Anche stasera vi dono una preghiera, che è espressione, e al tempo stesso invito, a vivere un profondo rapporto col Signore. Come ogni preghiera autentica, poi diventa un impegno anche verso i fratelli. Credo che ognuno di noi nella vita ha ricevuto qualche torto. Siamo invitati a non giudicare, anzi a guardare in modo davvero evangelico ogni persona.

«Ho percorso sentieri scoscesi, Signore, nel mio fuggire …Corsa affannosa e inquieta, la mia. Ma verso dove?
A tentoni afferro la tua mano, la scopro sempre tesa verso di me; e mi placo. Lascio che il mio cuore si scaldi alla scintilla di gioia dei tuoi occhi, Signore della mia vita. Ora ti riconosco: mio respiro tu sei, mia luce, mia quiete, mia gioia. Se vivo è perché tu mi tieni in vita. Che cosa ho che io non abbia ricevuto? Nel mio arrendermi alla tua misericordia, mi scopro uno sguardo diverso verso gli altri: anche per loro sei respiro luce, quiete, gioia.

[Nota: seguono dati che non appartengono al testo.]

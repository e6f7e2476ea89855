use async_trait::async_trait;
use reqwest::StatusCode;
use serde::Deserialize;

use super::RecipeSource;
use crate::error::SourceError;
use crate::models::{Recipe, SearchQuery, SimilarRecipe};

const DEFAULT_BASE_URL: &str = "https://api.spoonacular.com/recipes";

/// Upper bound on results requested per search.
const RESULT_LIMIT: u32 = 12;

/// Similar recipes kept after dietary filtering.
const SIMILAR_LIMIT: usize = 4;

/// Ingredients excluded from every search request.
const EXCLUDED_INGREDIENTS: &str = "beef,ground beef,steak";

/// Ingredient names that disqualify a recipe from the vegetarian filter.
const NON_VEGETARIAN_TERMS: &[&str] = &[
    "beef", "steak", "chicken", "pork", "ham", "bacon", "turkey", "lamb", "veal", "duck", "goose",
    "meat", "fish", "salmon", "tuna", "shrimp", "prawn", "crab", "lobster", "oyster", "mussel",
    "clam", "scallop", "anchovy", "sardine",
];

/// Search response envelope.
#[derive(Debug, Deserialize)]
struct ComplexSearchResponse {
    results: Vec<Recipe>,
}

/// Live Spoonacular API client. Stateless beyond the reqwest connection
/// pool; every call carries the service credential.
pub struct SpoonacularSource {
    client: reqwest::Client,
    base_url: String,
    api_key: String,
}

impl SpoonacularSource {
    pub fn new(api_key: String) -> Self {
        Self::with_base_url(api_key, DEFAULT_BASE_URL.to_string())
    }

    /// Create a client against a non-default API base URL.
    pub fn with_base_url(api_key: String, base_url: String) -> Self {
        Self {
            client: reqwest::Client::new(),
            base_url,
            api_key,
        }
    }

    async fn get_json<T: serde::de::DeserializeOwned>(
        &self,
        url: &str,
        params: &[(&str, String)],
    ) -> Result<T, SourceError> {
        let response = self.client.get(url).query(params).send().await?;
        match response.status() {
            StatusCode::PAYMENT_REQUIRED => Err(SourceError::QuotaExceeded),
            status if !status.is_success() => Err(SourceError::Status(status.as_u16())),
            _ => Ok(response.json().await?),
        }
    }

    /// Common query parameters for the search endpoints. The diet filter
    /// defaults to vegetarian when the caller does not specify one.
    fn search_params(&self, query: &SearchQuery) -> Vec<(&'static str, String)> {
        let mut params = vec![
            ("apiKey", self.api_key.clone()),
            ("addRecipeInformation", "true".to_string()),
            ("number", RESULT_LIMIT.to_string()),
            ("excludeIngredients", EXCLUDED_INGREDIENTS.to_string()),
            (
                "diet",
                query
                    .diet
                    .clone()
                    .unwrap_or_else(|| "vegetarian".to_string()),
            ),
        ];
        if let Some(text) = &query.query {
            params.push(("query", text.clone()));
        }
        if let Some(cuisine) = &query.cuisine {
            params.push(("cuisine", cuisine.clone()));
        }
        if let Some(meal_type) = &query.meal_type {
            params.push(("type", meal_type.clone()));
        }
        if let Some(max) = query.max_ready_time {
            params.push(("maxReadyTime", max.to_string()));
        }
        params
    }
}

#[async_trait]
impl RecipeSource for SpoonacularSource {
    async fn search(&self, query: &SearchQuery) -> Result<Vec<Recipe>, SourceError> {
        let url = format!("{}/complexSearch", self.base_url);
        let response: ComplexSearchResponse = self.get_json(&url, &self.search_params(query)).await?;
        Ok(response.results)
    }

    async fn recipe(&self, id: i64) -> Result<Recipe, SourceError> {
        let url = format!("{}/{}/information", self.base_url, id);
        let params = [
            ("apiKey", self.api_key.clone()),
            ("includeNutrition", "true".to_string()),
        ];
        let recipe: Recipe = match self.get_json(&url, &params).await {
            Err(SourceError::Status(404)) => return Err(SourceError::NotFound(id)),
            other => other?,
        };
        check_vegetarian(&recipe)?;
        Ok(recipe)
    }

    async fn similar(&self, id: i64) -> Result<Vec<SimilarRecipe>, SourceError> {
        let url = format!("{}/{}/similar", self.base_url, id);
        let params = [
            ("apiKey", self.api_key.clone()),
            ("number", RESULT_LIMIT.to_string()),
        ];
        let candidates: Vec<SimilarRecipe> = self.get_json(&url, &params).await?;
        if candidates.is_empty() {
            return Ok(candidates);
        }

        // The similar endpoint carries no dietary data, so cross-check the
        // candidates through the bulk-information endpoint.
        let ids = candidates
            .iter()
            .map(|r| r.id.to_string())
            .collect::<Vec<_>>()
            .join(",");
        let url = format!("{}/informationBulk", self.base_url);
        let params = [("apiKey", self.api_key.clone()), ("ids", ids)];
        let details: Vec<Recipe> = self.get_json(&url, &params).await?;

        Ok(details
            .into_iter()
            .filter(|r| r.vegetarian == Some(true))
            .map(|r| SimilarRecipe {
                id: r.id,
                title: r.title,
                ready_in_minutes: r.ready_in_minutes,
            })
            .take(SIMILAR_LIMIT)
            .collect())
    }

    async fn search_cuisine(
        &self,
        cuisine: &str,
        query: &SearchQuery,
    ) -> Result<Vec<Recipe>, SourceError> {
        let mut params = self.search_params(query);
        params.retain(|(key, _)| *key != "cuisine");
        params.push(("cuisine", cuisine.to_string()));

        let url = format!("{}/complexSearch", self.base_url);
        let response: ComplexSearchResponse = self.get_json(&url, &params).await?;
        Ok(response.results)
    }
}

/// Reject recipes that are not marked vegetarian or whose ingredient names
/// match the non-vegetarian term list.
fn check_vegetarian(recipe: &Recipe) -> Result<(), SourceError> {
    if recipe.vegetarian != Some(true) {
        return Err(SourceError::Excluded(format!(
            "recipe {} is not vegetarian",
            recipe.id
        )));
    }
    if let Some(ingredient) = recipe
        .extended_ingredients
        .iter()
        .find(|i| contains_non_vegetarian_term(&i.name))
    {
        return Err(SourceError::Excluded(format!(
            "recipe {} contains {}",
            recipe.id, ingredient.name
        )));
    }
    Ok(())
}

fn contains_non_vegetarian_term(name: &str) -> bool {
    let name = name.to_lowercase();
    NON_VEGETARIAN_TERMS.iter().any(|term| name.contains(term))
}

E ti prego: aiutaci, tutti, a non giudicarci. Fa’ che sappiamo darci a vicenda il bene più prezioso che abbiamo ricevuto: la tua misericordia. Fa’ che sappiamo gioire della tua gioia per ciascuno di noi» [BRAZZELLI ANTONIETTA E MONASTERO S. CHIARA, CORTONA, Oratio, in ZEVINI GIORGIO – CABRA PIER GIORDANO (a cura di), Lectio divina per ogni giorno dell’anno, Queriniana, Brescia, 2001, vol. 12, p. 243-244].